After I got Guy ready and sent him off to church with my parents, I got myself ready and dressed as it I was going to church also. I left before my parents got back from church. As I was turning the corner onto the main street I saw the Bishop turning into the neighborhood on another member's motorcycle. He waved and I waved back. He really is a good man. I wonder how he will react when he finds out that I left the church. I hope to be long gone by then.
I headed in the direction of my church building, but I just drove on past it, towards the canyon. I considered going into the canyon, but turned west instead into Alpine. I found a neighborhood that sits up on a hill and laid back in my car to ponder and doze off.
I thought about what my next course should be. I still need to find a job before I can do anything. I can't afford to move out of state, which is what I want to do now. I need to save money, but I also need to get out of my parent's house. I have this desire to just run away, far away. My situation is getting a bit sticky.
I went to a supposed swing dancing party on Saturday night. BYU is having finals so there was no dance there, one of the dancers invited everyone to his place, but only 6 people showed including myself and the host, who fell asleep before I left at 11:30. While there and talking with them I was realizing that 80% of my swing dancing friends are Mormon. They and the other 20% already believe that I am Mormon too. I don't think I am ready to explain to my friends yet that I used to be Mormon. Particularly those that are. I am not ashamed of the fact, I just know their way of thinking and what their reaction might be, whether they say it out loud or not. I don't think they would be openly rude to me or anything, I am just not ready to be judged like that.
I remember the kinds of thoughts I had about people I know that left the church. I know several friends and family members who no longer go to church. My mother was raised in the church and she was the youngest and only girl out of 7 kids. Every one of them have been married in the temple. Only one became inactive after his divorce and moved in with a psycho-psychologist. We could all see that she was manipulating him. I have numerous cousins that have left one by one. Even one of the most promising of my cousins, who would not even come with myself and the same uncle that I just mentioned and his girlfriend because my cousin did not agree with his choice to be living in sin with his girlfriend. Ironically enough, she moved in with her college music instructor about a year ago.
It was examples like this that made me shake my head. When it is made known to me by my parents or other family that another member has become inactive. Not much explaination is given. It is assumed that they made the choice to put something else as more important in their lives than making it to the Celestial Kingdom. I honestly didn't have much respect for those that simply became "inactive". I felt like they were hypocrites. They believed one way, but chose to live another. The truth is I honestly don't know what lead them to make the choices they did, but when I see a few of them actually returning to the church many years later, it confirmes my belief that they still have a small testimony that the church is true.

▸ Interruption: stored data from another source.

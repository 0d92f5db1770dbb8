//! Pagination for multi-page documents
//!
//! Paragraphs are placed greedily and never split across pages. Heights come
//! from an injected [`ParagraphMeasurer`], so the same document paginates
//! differently under different rendering environments.

use crate::document::{Document, Paragraph};
use crate::header_footer::HeaderFooterManager;
use serde::{Deserialize, Serialize};
use std::ops::Range;

/// Page size and margins, in points
#[derive(Debug, Clone, Copy, PartialEq, Serialize, Deserialize)]
#[serde(default, rename_all = "camelCase")]
pub struct PageGeometry {
    pub page_width: f32,
    pub page_height: f32,
    /// Applied on all four sides
    pub margin: f32,
}

impl Default for PageGeometry {
    fn default() -> Self {
        // A4
        Self {
            page_width: 595.0,
            page_height: 842.0,
            margin: 50.0,
        }
    }
}

impl PageGeometry {
    pub fn new(page_width: f32, page_height: f32, margin: f32) -> Self {
        Self {
            page_width,
            page_height,
            margin,
        }
    }

    pub fn with_margin(mut self, margin: f32) -> Self {
        self.margin = margin;
        self
    }

    /// Width available to paragraph content
    pub fn content_width(&self) -> f32 {
        (self.page_width - 2.0 * self.margin).max(0.0)
    }

    /// Height available to paragraph content
    pub fn content_height(&self) -> f32 {
        (self.page_height - 2.0 * self.margin).max(0.0)
    }
}

/// One output page: its content range and resolved header/footer
#[derive(Debug, Clone, PartialEq, Serialize)]
#[serde(rename_all = "camelCase")]
pub struct PageDescriptor {
    /// Page number (1-based)
    pub index: usize,
    /// Flat-offset range of the content placed on this page
    pub content: Range<usize>,
    /// Paragraph indices placed on this page
    pub paragraphs: Range<usize>,
    pub header: String,
    pub footer: String,
}

/// Measures the rendered height of a paragraph at a given content width
pub trait ParagraphMeasurer {
    fn paragraph_height(&self, paragraph: &Paragraph, content_width: f32) -> f32;
}

impl<F> ParagraphMeasurer for F
where
    F: Fn(&Paragraph, f32) -> f32,
{
    fn paragraph_height(&self, paragraph: &Paragraph, content_width: f32) -> f32 {
        self(paragraph, content_width)
    }
}

/// Lazy page sequence over a borrowed document.
///
/// Restart by creating a new paginator; pages are never updated in place.
pub struct Paginator<'a, M: ?Sized> {
    document: &'a Document,
    geometry: PageGeometry,
    headers: &'a HeaderFooterManager,
    measurer: &'a M,
    /// Next paragraph to place
    next_paragraph: usize,
    /// Flat offset where `next_paragraph` starts
    next_offset: usize,
    page_number: usize,
}

impl<'a, M: ParagraphMeasurer + ?Sized> Paginator<'a, M> {
    pub fn new(
        document: &'a Document,
        geometry: PageGeometry,
        headers: &'a HeaderFooterManager,
        measurer: &'a M,
    ) -> Self {
        Self {
            document,
            geometry,
            headers,
            measurer,
            next_paragraph: 0,
            next_offset: 0,
            page_number: 0,
        }
    }

    fn descriptor(&self, paragraphs: Range<usize>, content: Range<usize>) -> PageDescriptor {
        let page = self.page_number as i64;
        PageDescriptor {
            index: self.page_number,
            content,
            paragraphs,
            header: self.headers.complete_header_for_page(page),
            footer: self.headers.complete_footer_for_page(page),
        }
    }
}

impl<'a, M: ParagraphMeasurer + ?Sized> Iterator for Paginator<'a, M> {
    type Item = PageDescriptor;

    fn next(&mut self) -> Option<PageDescriptor> {
        let paragraphs = self.document.paragraphs();
        let total = paragraphs.len();
        // A document always has at least one page
        if self.next_paragraph >= total && self.page_number > 0 {
            return None;
        }

        let available = self.geometry.content_height();
        let width = self.geometry.content_width();
        let first = self.next_paragraph;
        let start = self.next_offset;
        let mut used = 0.0;
        let mut end = start;

        while self.next_paragraph < total {
            let para = &paragraphs[self.next_paragraph];
            let height = self.measurer.paragraph_height(para, width);
            if self.next_paragraph > first && used + height > available {
                break;
            }
            used += height;
            end = self.next_offset + para.len();
            // Skip the paragraph separator
            self.next_offset = end + 1;
            self.next_paragraph += 1;
        }

        self.page_number += 1;
        if self.next_paragraph < total {
            log::debug!(
                "page {} ends before paragraph {} ({:.1}/{:.1}pt used)",
                self.page_number,
                self.next_paragraph,
                used,
                available
            );
        }
        Some(self.descriptor(first..self.next_paragraph, start..end))
    }
}

/// Paginate a whole document
pub fn paginate<M: ParagraphMeasurer + ?Sized>(
    document: &Document,
    geometry: PageGeometry,
    headers: &HeaderFooterManager,
    measurer: &M,
) -> Vec<PageDescriptor> {
    Paginator::new(document, geometry, headers, measurer).collect()
}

This is why I strugled so badly with even considering giving up the church so that I could date Paul. I finally reached the point where I began to look outside the church for confirming or contradicting evidence because I did not want to have to accuse myself of also being a hypocrite. I easliy found enough evidence within my first day of searching to cause me to believe that the church is not true. My second dip had me up all night reading the story of a convert that later left the church to become Christian.
I really liked his story because he did not choose to leave the church so that he could justify his own selfish desires. He was married in the temple to his wife whom me loved, but he found that they were unhappy and began to wonder if it had to do with the church. He noticed some puzzle pieces out of place, like: his bizarre temple experience, the high divorce rate in Utah, a child that was born in the bathroom of Ricks College, the Ricks College faculty that was smuggling Coke in their break room while the students were offered only Caffeine free sodas, the various other churches that were formed from the supposed only true church, the way the Book of Mormon and other Mormon doctrine contradicts the Bible, why Blacks were not allowed to hold the Priesthood, polygamy, etc.
I did some more reading this afternoon. I read a couple of blogs. I followed some links and ended up at a site that told about the doctrine that they used to teach called the Blood Atonement. This was the idea that there were some sins that needed to be paid for by the person's own blood, suggesting that Christ's atonement was not good enough to cover such serious sins as adultry, apostasy, breaking one's covenenats, stealing, and lying.
I was in tears while reading the account of how one bishop castrated a young man because he refused to give up his bride-to-be to become the Bishop's wife, which was as he claimed the will of God. Apparently castration was a common practice among the church at that time.
Then I read up on the event known as the Mountain Meadow Massacre . I recal hearing something about this, but I brushed it asside figuring that they must have the story mixed up.
Not my church. Yes, indeed the Mormon church. I read an account of the one man who was used as a scapegoat by the church, whom was given the directions to carry out the task along with several other unnamed men.
I am still coping and trying to figure out what I do believe in.